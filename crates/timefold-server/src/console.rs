//! Console line parsing.
//!
//! The console speaks for the server operator: it can run the `timefold`
//! command and also play the part of the rest of the world, loading and
//! unloading worlds, setting clocks behind the keepers' backs, and sending a
//! player to bed.

use timefold_types::{Environment, WorldTime};

use crate::error::ConsoleError;

/// One parsed console line.
#[derive(Debug, Clone, PartialEq, Eq)]
pub enum ConsoleCommand {
    /// Blank line.
    Empty,
    /// `timefold [args]`.
    TimeFold(Vec<String>),
    /// `load <world> [environment]`.
    Load {
        /// World name.
        name: String,
        /// Environment, `normal` when omitted.
        environment: Environment,
    },
    /// `unload <world>`.
    Unload(String),
    /// `time <world> <value>`: an external clock change.
    SetTime {
        /// World name.
        name: String,
        /// New clock value.
        time: WorldTime,
    },
    /// `sleep <world>`: a player enters a bed.
    Sleep(String),
    /// `worlds`: list loaded worlds.
    Worlds,
    /// `stop`: shut down.
    Stop,
}

impl ConsoleCommand {
    /// Parse a console line.
    pub fn parse(line: &str) -> Result<Self, ConsoleError> {
        let words: Vec<&str> = line.split_whitespace().collect();
        let Some((&head, args)) = words.split_first() else {
            return Ok(Self::Empty);
        };

        match (head.to_lowercase().as_str(), args) {
            ("timefold" | "tf", args) => Ok(Self::TimeFold(
                args.iter().map(|arg| (*arg).to_owned()).collect(),
            )),
            ("load", [name]) => Ok(Self::Load {
                name: (*name).to_owned(),
                environment: Environment::Normal,
            }),
            ("load", [name, env]) => Ok(Self::Load {
                name: (*name).to_owned(),
                environment: Environment::from_name(env).ok_or_else(|| {
                    ConsoleError::UnknownEnvironment {
                        name: (*env).to_owned(),
                    }
                })?,
            }),
            ("load", _) => Err(ConsoleError::Usage {
                usage: "load <world> [normal|nether|the_end]",
            }),
            ("unload", [name]) => Ok(Self::Unload((*name).to_owned())),
            ("unload", _) => Err(ConsoleError::Usage {
                usage: "unload <world>",
            }),
            ("time", [name, value]) => {
                let raw: i64 = value.parse().map_err(|_err| ConsoleError::InvalidTime {
                    value: (*value).to_owned(),
                })?;
                Ok(Self::SetTime {
                    name: (*name).to_owned(),
                    time: WorldTime::new(raw),
                })
            }
            ("time", _) => Err(ConsoleError::Usage {
                usage: "time <world> <value>",
            }),
            ("sleep", [name]) => Ok(Self::Sleep((*name).to_owned())),
            ("sleep", _) => Err(ConsoleError::Usage {
                usage: "sleep <world>",
            }),
            ("worlds", []) => Ok(Self::Worlds),
            ("stop", []) => Ok(Self::Stop),
            _ => Err(ConsoleError::UnknownCommand {
                name: head.to_owned(),
            }),
        }
    }
}

#[cfg(test)]
mod tests {
    use super::*;

    #[test]
    fn blank_lines_are_empty() {
        assert_eq!(ConsoleCommand::parse("   "), Ok(ConsoleCommand::Empty));
    }

    #[test]
    fn timefold_passes_arguments_through() {
        assert_eq!(
            ConsoleCommand::parse("timefold world1"),
            Ok(ConsoleCommand::TimeFold(vec!["world1".to_owned()]))
        );
        assert_eq!(
            ConsoleCommand::parse("TF"),
            Ok(ConsoleCommand::TimeFold(Vec::new()))
        );
    }

    #[test]
    fn load_with_environment() {
        assert_eq!(
            ConsoleCommand::parse("load hell nether"),
            Ok(ConsoleCommand::Load {
                name: "hell".to_owned(),
                environment: Environment::Nether,
            })
        );
        assert_eq!(
            ConsoleCommand::parse("load hell lava"),
            Err(ConsoleError::UnknownEnvironment {
                name: "lava".to_owned()
            })
        );
    }

    #[test]
    fn time_wraps_and_validates() {
        assert_eq!(
            ConsoleCommand::parse("time world 24500"),
            Ok(ConsoleCommand::SetTime {
                name: "world".to_owned(),
                time: WorldTime::from(500),
            })
        );
        assert!(matches!(
            ConsoleCommand::parse("time world noon"),
            Err(ConsoleError::InvalidTime { .. })
        ));
        assert!(matches!(
            ConsoleCommand::parse("time world"),
            Err(ConsoleError::Usage { .. })
        ));
    }

    #[test]
    fn unknown_commands_are_rejected() {
        assert_eq!(
            ConsoleCommand::parse("weather clear"),
            Err(ConsoleError::UnknownCommand {
                name: "weather".to_owned()
            })
        );
    }
}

------------------------------------------------------------

[Action item] Within the listing above, count each line that holds the word "InvalidTime"; the answer is that number alone.

[Problem solution] 2